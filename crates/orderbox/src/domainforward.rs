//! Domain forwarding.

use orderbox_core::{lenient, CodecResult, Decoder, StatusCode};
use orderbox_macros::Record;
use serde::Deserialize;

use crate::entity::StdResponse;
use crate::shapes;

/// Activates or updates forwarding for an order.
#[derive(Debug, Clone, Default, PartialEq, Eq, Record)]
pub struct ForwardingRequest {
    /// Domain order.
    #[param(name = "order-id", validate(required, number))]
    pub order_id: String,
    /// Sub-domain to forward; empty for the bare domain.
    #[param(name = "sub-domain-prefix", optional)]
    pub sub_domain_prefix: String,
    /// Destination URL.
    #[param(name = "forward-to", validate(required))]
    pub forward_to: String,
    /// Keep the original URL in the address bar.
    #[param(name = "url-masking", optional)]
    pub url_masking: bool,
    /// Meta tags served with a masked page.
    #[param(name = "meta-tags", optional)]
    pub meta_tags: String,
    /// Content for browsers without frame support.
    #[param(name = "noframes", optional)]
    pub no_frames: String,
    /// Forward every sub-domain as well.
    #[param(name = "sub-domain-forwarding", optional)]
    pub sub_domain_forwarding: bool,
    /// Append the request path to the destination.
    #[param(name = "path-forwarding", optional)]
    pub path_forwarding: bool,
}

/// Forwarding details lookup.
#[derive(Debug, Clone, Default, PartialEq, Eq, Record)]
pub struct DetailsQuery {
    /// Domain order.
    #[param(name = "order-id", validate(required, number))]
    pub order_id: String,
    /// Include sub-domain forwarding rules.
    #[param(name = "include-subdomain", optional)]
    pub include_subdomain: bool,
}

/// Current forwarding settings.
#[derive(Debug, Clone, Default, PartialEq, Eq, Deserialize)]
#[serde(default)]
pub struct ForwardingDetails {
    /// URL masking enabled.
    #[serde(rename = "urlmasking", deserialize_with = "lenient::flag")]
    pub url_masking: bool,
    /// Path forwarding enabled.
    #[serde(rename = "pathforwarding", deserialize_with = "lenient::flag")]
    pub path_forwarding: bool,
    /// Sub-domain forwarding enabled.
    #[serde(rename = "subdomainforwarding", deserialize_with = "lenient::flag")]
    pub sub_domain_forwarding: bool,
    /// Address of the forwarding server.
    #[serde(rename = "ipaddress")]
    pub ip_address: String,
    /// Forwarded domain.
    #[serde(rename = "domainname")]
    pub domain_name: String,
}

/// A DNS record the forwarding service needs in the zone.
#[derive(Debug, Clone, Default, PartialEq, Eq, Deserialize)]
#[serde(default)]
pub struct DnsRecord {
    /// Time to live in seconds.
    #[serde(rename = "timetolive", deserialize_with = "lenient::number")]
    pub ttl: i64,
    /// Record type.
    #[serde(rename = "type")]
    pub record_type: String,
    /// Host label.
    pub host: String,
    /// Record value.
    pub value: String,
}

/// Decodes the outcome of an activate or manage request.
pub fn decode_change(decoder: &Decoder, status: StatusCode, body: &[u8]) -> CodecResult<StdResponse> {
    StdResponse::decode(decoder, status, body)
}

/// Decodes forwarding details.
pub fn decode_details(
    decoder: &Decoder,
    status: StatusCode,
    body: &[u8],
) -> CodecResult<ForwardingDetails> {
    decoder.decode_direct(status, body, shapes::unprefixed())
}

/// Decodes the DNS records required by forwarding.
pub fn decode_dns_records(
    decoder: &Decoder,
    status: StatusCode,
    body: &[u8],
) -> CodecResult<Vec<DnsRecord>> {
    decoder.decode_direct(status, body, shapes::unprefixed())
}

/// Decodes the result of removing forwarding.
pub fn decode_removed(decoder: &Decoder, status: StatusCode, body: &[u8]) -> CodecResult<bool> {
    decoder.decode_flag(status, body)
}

....................

## PROBLEM TO SOLVE
Repeat each entry above, matching every line exactly.

## RESPONSE BOX
filename crates/orderbox/src/domainforward.rs
//! Domain forwarding.

use orderbox_core::{lenient, CodecResult, Decoder, StatusCode};
use orderbox_macros::Record;
use serde::Deserialize;

use crate::entity::StdResponse;
use crate::shapes;

/// Activates or updates forwarding for an order.
#[derive(Debug, Clone, Default, PartialEq, Eq, Record)]
pub struct ForwardingRequest {
    /// Domain order.
    #[param(name = "order-id", validate(required, number))]
    pub order_id: String,
    /// Sub-domain to forward; empty for the bare domain.
    #[param(name = "sub-domain-prefix", optional)]
    pub sub_domain_prefix: String,
    /// Destination URL.
    #[param(name = "forward-to", validate(required))]
    pub forward_to: String,
    /// Keep the original URL in the address bar.
    #[param(name = "url-masking", optional)]
    pub url_masking: bool,
    /// Meta tags served with a masked page.
    #[param(name = "meta-tags", optional)]
    pub meta_tags: String,
    /// Content for browsers without frame support.
    #[param(name = "noframes", optional)]
    pub no_frames: String,
    /// Forward every sub-domain as well.
    #[param(name = "sub-domain-forwarding", optional)]
    pub sub_domain_forwarding: bool,
    /// Append the request path to the destination.
    #[param(name = "path-forwarding", optional)]
    pub path_forwarding: bool,
}

/// Forwarding details lookup.
#[derive(Debug, Clone, Default, PartialEq, Eq, Record)]
pub struct DetailsQuery {
    /// Domain order.
    #[param(name = "order-id", validate(required, number))]
    pub order_id: String,
    /// Include sub-domain forwarding rules.
    #[param(name = "include-subdomain", optional)]
    pub include_subdomain: bool,
}

/// Current forwarding settings.
#[derive(Debug, Clone, Default, PartialEq, Eq, Deserialize)]
#[serde(default)]
pub struct ForwardingDetails {
    /// URL masking enabled.
    #[serde(rename = "urlmasking", deserialize_with = "lenient::flag")]
    pub url_masking: bool,
    /// Path forwarding enabled.
    #[serde(rename = "pathforwarding", deserialize_with = "lenient::flag")]
    pub path_forwarding: bool,
    /// Sub-domain forwarding enabled.
    #[serde(rename = "subdomainforwarding", deserialize_with = "lenient::flag")]
    pub sub_domain_forwarding: bool,
    /// Address of the forwarding server.
    #[serde(rename = "ipaddress")]
    pub ip_address: String,
    /// Forwarded domain.
    #[serde(rename = "domainname")]
    pub domain_name: String,
}

/// A DNS record the forwarding service needs in the zone.
#[derive(Debug, Clone, Default, PartialEq, Eq, Deserialize)]
#[serde(default)]
pub struct DnsRecord {
    /// Time to live in seconds.
    #[serde(rename = "timetolive", deserialize_with = "lenient::number")]
    pub ttl: i64,
    /// Record type.
    #[serde(rename = "type")]
    pub record_type: String,
    /// Host label.
    pub host: String,
    /// Record value.
    pub value: String,
}

/// Decodes the outcome of an activate or manage request.
pub fn decode_change(decoder: &Decoder, status: StatusCode, body: &[u8]) -> CodecResult<StdResponse> {
    StdResponse::decode(decoder, status, body)
}

/// Decodes forwarding details.
pub fn decode_details(
    decoder: &Decoder,
    status: StatusCode,
    body: &[u8],
) -> CodecResult<ForwardingDetails> {
    decoder.decode_direct(status, body, shapes::unprefixed())
}

/// Decodes the DNS records required by forwarding.
pub fn decode_dns_records(
    decoder: &Decoder,
    status: StatusCode,
    body: &[u8],
) -> CodecResult<Vec<DnsRecord>> {
    decoder.decode_direct(status, body, shapes::unprefixed())
}

/// Decodes the result of removing forwarding.
pub fn decode_removed(decoder: &Decoder, status: StatusCode, body: &[u8]) -> CodecResult<bool> {
    decoder.decode_flag(status, body)
}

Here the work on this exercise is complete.